##### Entries provided
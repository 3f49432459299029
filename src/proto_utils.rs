use std::str::from_utf8;

/// 仅解析 DNS 头部和第一个问题，用于缓存键和路由决策
/// 避免 hickory-proto Message 全量解析的分配开销
pub struct QuickQuery<'a> {
    pub tx_id: u16,
    pub qd_count: u16,
    /// 归一化后的问题域名（小写，无结尾点）
    pub qname: &'a str,
    pub qtype: u16,
    pub qclass: u16,
}

/// 缓存键：归一化域名 + 类型 + 类，两个等价请求产生相同的键
#[inline]
pub fn cache_key(q: &QuickQuery<'_>) -> String {
    format!("{}|{}|{}", q.qname, q.qtype, q.qclass)
}

/// Parse the header and first question of a DNS packet without a full decode.
/// `buf` receives the normalised (lower-cased, dot-joined) qname; 256 bytes
/// is enough for any legal name. Returns `None` for packets with no
/// question or that cannot be walked safely.
pub fn parse_question<'a>(packet: &[u8], buf: &'a mut [u8]) -> Option<QuickQuery<'a>> {
    if packet.len() < 12 {
        return None;
    }

    let tx_id = u16::from_be_bytes([packet[0], packet[1]]);
    let qd_count = u16::from_be_bytes([packet[4], packet[5]]);
    if qd_count == 0 {
        return None;
    }

    let packet_len = packet.len();
    let mut pos = 12;
    let mut buf_pos = 0;

    // Walk the name, following at most a few compression pointers so a
    // malicious pointer loop cannot hang the parser.
    let mut jumped = false;
    let mut remaining_jumps = 5u8;
    let mut cursor = pos;

    loop {
        if cursor >= packet_len {
            return None;
        }
        let len = packet[cursor];

        if len == 0 {
            if !jumped {
                pos = cursor + 1;
            }
            break;
        }

        if (len & 0xC0) == 0xC0 {
            if packet_len < cursor + 2 {
                return None;
            }
            if !jumped {
                pos = cursor + 2;
                jumped = true;
            }
            let offset = (((len as u16) & 0x3F) << 8) | packet[cursor + 1] as u16;
            cursor = offset as usize;
            remaining_jumps -= 1;
            if remaining_jumps == 0 {
                return None;
            }
            continue;
        }

        let label_len = len as usize;
        cursor += 1;
        if packet_len < cursor + label_len {
            return None;
        }

        if buf_pos > 0 {
            if buf_pos >= buf.len() {
                return None;
            }
            buf[buf_pos] = b'.';
            buf_pos += 1;
        }

        // Labels are ASCII or punycode in practice; lower-casing byte-wise
        // leaves any raw UTF-8 untouched.
        for &b in &packet[cursor..cursor + label_len] {
            if buf_pos >= buf.len() {
                return None;
            }
            buf[buf_pos] = b.to_ascii_lowercase();
            buf_pos += 1;
        }

        cursor += label_len;
    }

    if packet_len < pos + 4 {
        return None;
    }
    let qtype = u16::from_be_bytes([packet[pos], packet[pos + 1]]);
    let qclass = u16::from_be_bytes([packet[pos + 2], packet[pos + 3]]);

    let qname = from_utf8(&buf[..buf_pos]).ok()?;

    Some(QuickQuery {
        tx_id,
        qd_count,
        qname,
        qtype,
        qclass,
    })
}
##########
• [Instructions for the task]: From the line containing "let offset = (((len" to the last line above, repeat every line exactly and nothing else.

• [Response below]:
            let offset = (((len as u16) & 0x3F) << 8) | packet[cursor + 1] as u16;
            cursor = offset as usize;
            remaining_jumps -= 1;
            if remaining_jumps == 0 {
                return None;
            }
            continue;
        }

        let label_len = len as usize;
        cursor += 1;
        if packet_len < cursor + label_len {
            return None;
        }

        if buf_pos > 0 {
            if buf_pos >= buf.len() {
                return None;
            }
            buf[buf_pos] = b'.';
            buf_pos += 1;
        }

        // Labels are ASCII or punycode in practice; lower-casing byte-wise
        // leaves any raw UTF-8 untouched.
        for &b in &packet[cursor..cursor + label_len] {
            if buf_pos >= buf.len() {
                return None;
            }
            buf[buf_pos] = b.to_ascii_lowercase();
            buf_pos += 1;
        }

        cursor += label_len;
    }

    if packet_len < pos + 4 {
        return None;
    }
    let qtype = u16::from_be_bytes([packet[pos], packet[pos + 1]]);
    let qclass = u16::from_be_bytes([packet[pos + 2], packet[pos + 3]]);

    let qname = from_utf8(&buf[..buf_pos]).ok()?;

    Some(QuickQuery {
        tx_id,
        qd_count,
        qname,
        qtype,
        qclass,
    })
}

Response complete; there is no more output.